[Saved data entries]
-*-
//! Error taxonomy shared by every layer of the memory core.
//!
//! All failures propagate synchronously to the immediate caller. Nothing in
//! this crate retries.

/// Errors reported by regions, the registry and the mapping layer
#[derive(Debug, Clone, Copy, PartialEq, Eq)]
pub enum MemError {
    /// Host page allocation or heap allocation failed
    OutOfMemory,
    /// Malformed size, size mismatch, or unknown request code
    InvalidArgument,
    /// The session references a region that does not exist
    NoSuchDevice,
    /// Write, allocate or map request against a stats-only region
    PermissionDenied,
}

impl MemError {
    /// Negative POSIX error code, as returned to the device glue
    pub fn errno(self) -> i32 {
        match self {
            MemError::OutOfMemory => -12,
            MemError::InvalidArgument => -22,
            MemError::NoSuchDevice => -19,
            MemError::PermissionDenied => -13,
        }
    }
}

impl core::fmt::Display for MemError {
    fn fmt(&self, f: &mut core::fmt::Formatter<'_>) -> core::fmt::Result {
        match self {
            MemError::OutOfMemory => write!(f, "Out of memory"),
            MemError::InvalidArgument => write!(f, "Invalid argument"),
            MemError::NoSuchDevice => write!(f, "No such device"),
            MemError::PermissionDenied => write!(f, "Permission denied"),
        }
    }
}

#[cfg(test)]
mod tests {
    use super::*;
    use alloc::string::ToString;

    #[test]
    fn test_errno_values() {
        assert_eq!(MemError::OutOfMemory.errno(), -12);
        assert_eq!(MemError::InvalidArgument.errno(), -22);
        assert_eq!(MemError::NoSuchDevice.errno(), -19);
        assert_eq!(MemError::PermissionDenied.errno(), -13);
    }

    #[test]
    fn test_display() {
        assert_eq!(MemError::NoSuchDevice.to_string(), "No such device");
    }
}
-*-
Copy every line that appears above, with each word kept as it is.

- Written response -
//! Error taxonomy shared by every layer of the memory core.
//!
//! All failures propagate synchronously to the immediate caller. Nothing in
//! this crate retries.

/// Errors reported by regions, the registry and the mapping layer
#[derive(Debug, Clone, Copy, PartialEq, Eq)]
pub enum MemError {
    /// Host page allocation or heap allocation failed
    OutOfMemory,
    /// Malformed size, size mismatch, or unknown request code
    InvalidArgument,
    /// The session references a region that does not exist
    NoSuchDevice,
    /// Write, allocate or map request against a stats-only region
    PermissionDenied,
}

impl MemError {
    /// Negative POSIX error code, as returned to the device glue
    pub fn errno(self) -> i32 {
        match self {
            MemError::OutOfMemory => -12,
            MemError::InvalidArgument => -22,
            MemError::NoSuchDevice => -19,
            MemError::PermissionDenied => -13,
        }
    }
}

impl core::fmt::Display for MemError {
    fn fmt(&self, f: &mut core::fmt::Formatter<'_>) -> core::fmt::Result {
        match self {
            MemError::OutOfMemory => write!(f, "Out of memory"),
            MemError::InvalidArgument => write!(f, "Invalid argument"),
            MemError::NoSuchDevice => write!(f, "No such device"),
            MemError::PermissionDenied => write!(f, "Permission denied"),
        }
    }
}

#[cfg(test)]
mod tests {
    use super::*;
    use alloc::string::ToString;

    #[test]
    fn test_errno_values() {
        assert_eq!(MemError::OutOfMemory.errno(), -12);
        assert_eq!(MemError::InvalidArgument.errno(), -22);
        assert_eq!(MemError::NoSuchDevice.errno(), -19);
        assert_eq!(MemError::PermissionDenied.errno(), -13);
    }

    #[test]
    fn test_display() {
        assert_eq!(MemError::NoSuchDevice.to_string(), "No such device");
    }
}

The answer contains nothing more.